Last year, when I realized it was time to write about my experiences with healing from sexual abuse as a child, I once again visited how to present it. I felt I had been writing it in my head over the years. As part of my writing process, I had started the book many times. As I looked back on what I had down, I saw that there were different points of view or voices pertaining to my relationship with the abuse and my healing process. Some were from within the healing process and others were more of a third person account. Every time I thought about my need to pen a book, it was always from the intention of presenting my experiences in such a way that others could benefit from what I’ve been through. It’s such a common theme, to share in order to help at least one other person.
I had kept my journals through the years and started to read them. I re-experienced my pain and examined my confusing thoughts about relationships and life. I saw the spiritual strength I possessed that allowed me to ever continue my journey forward. Themes were repeated as I learned new ways to relate to what I had been through. And throughout the recovery process, I met what life was bringing me with an attitude of, ‘okay, now what do I need to learn’?

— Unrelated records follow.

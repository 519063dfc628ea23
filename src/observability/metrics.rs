//! Metrics collection and exposition.
//!
//! # Metrics
//! - `router_requests_total` (counter): served requests by method, status
//! - `router_request_duration_seconds` (histogram): end-to-end latency
//! - `router_match_duration_seconds` (histogram): time spent matching
//! - `router_not_found_total` (counter): requests no route matched
//! - `router_dispatch_errors_total` (counter): dispatch failures by kind
//! - `router_routes_registered` (gauge): routes in the active router
//! - `router_config_reloads_total` (counter): reloads by result
//!
//! # Design Decisions
//! - Recording is a no-op until a recorder is installed, so the library
//!   and its tests never need one
//! - Prometheus exposition only in the server binary

use std::net::SocketAddr;
use std::time::Instant;

use metrics_exporter_prometheus::PrometheusBuilder;

/// Install the Prometheus recorder and its scrape listener.
pub fn init_metrics(addr: SocketAddr) {
    match PrometheusBuilder::new().with_http_listener(addr).install() {
        Ok(()) => tracing::info!(address = %addr, "Metrics exporter listening"),
        Err(e) => tracing::error!(address = %addr, error = %e, "Failed to install metrics exporter"),
    }
}

pub fn record_request(method: &str, status: u16, started: Instant) {
    let method = method.to_string();
    let status = status.to_string();
    ::metrics::counter!("router_requests_total", "method" => method.clone(), "status" => status.clone())
        .increment(1);
    ::metrics::histogram!("router_request_duration_seconds", "method" => method, "status" => status)
        .record(started.elapsed().as_secs_f64());
}

pub fn record_match_duration(started: Instant) {
    ::metrics::histogram!("router_match_duration_seconds").record(started.elapsed().as_secs_f64());
}

pub fn record_not_found() {
    ::metrics::counter!("router_not_found_total").increment(1);
}

pub fn record_dispatch_error(kind: &'static str) {
    ::metrics::counter!("router_dispatch_errors_total", "kind" => kind).increment(1);
}

pub fn record_routes_registered(count: usize) {
    ::metrics::gauge!("router_routes_registered").set(count as f64);
}

pub fn record_config_reload(result: &'static str) {
    ::metrics::counter!("router_config_reloads_total", "result" => result).increment(1);
}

In my journals I found truth, vulnerability, rawness and the human struggle displayed through the years. I decided it was the place to start for my book and offer the very personal passages for others to find themselves within them too. Life is not about having everyday be sunshine, rainbows, and smooth sailing. But about what you do when every ounce of your being wants to quit. How do you find it within yourself to get up once more and take a step? How do you face inconceivable pain and struggles with dignity and grace until faith and strength can be found in your character? How do you share this with another person who is lost but you know has it within them an unwavering power that answers, yes you can.
I have found that by facing my pain I can appreciate beauty more completely and simply. It is the quiet acknowledgement that for a moment, life is perfect the way it is.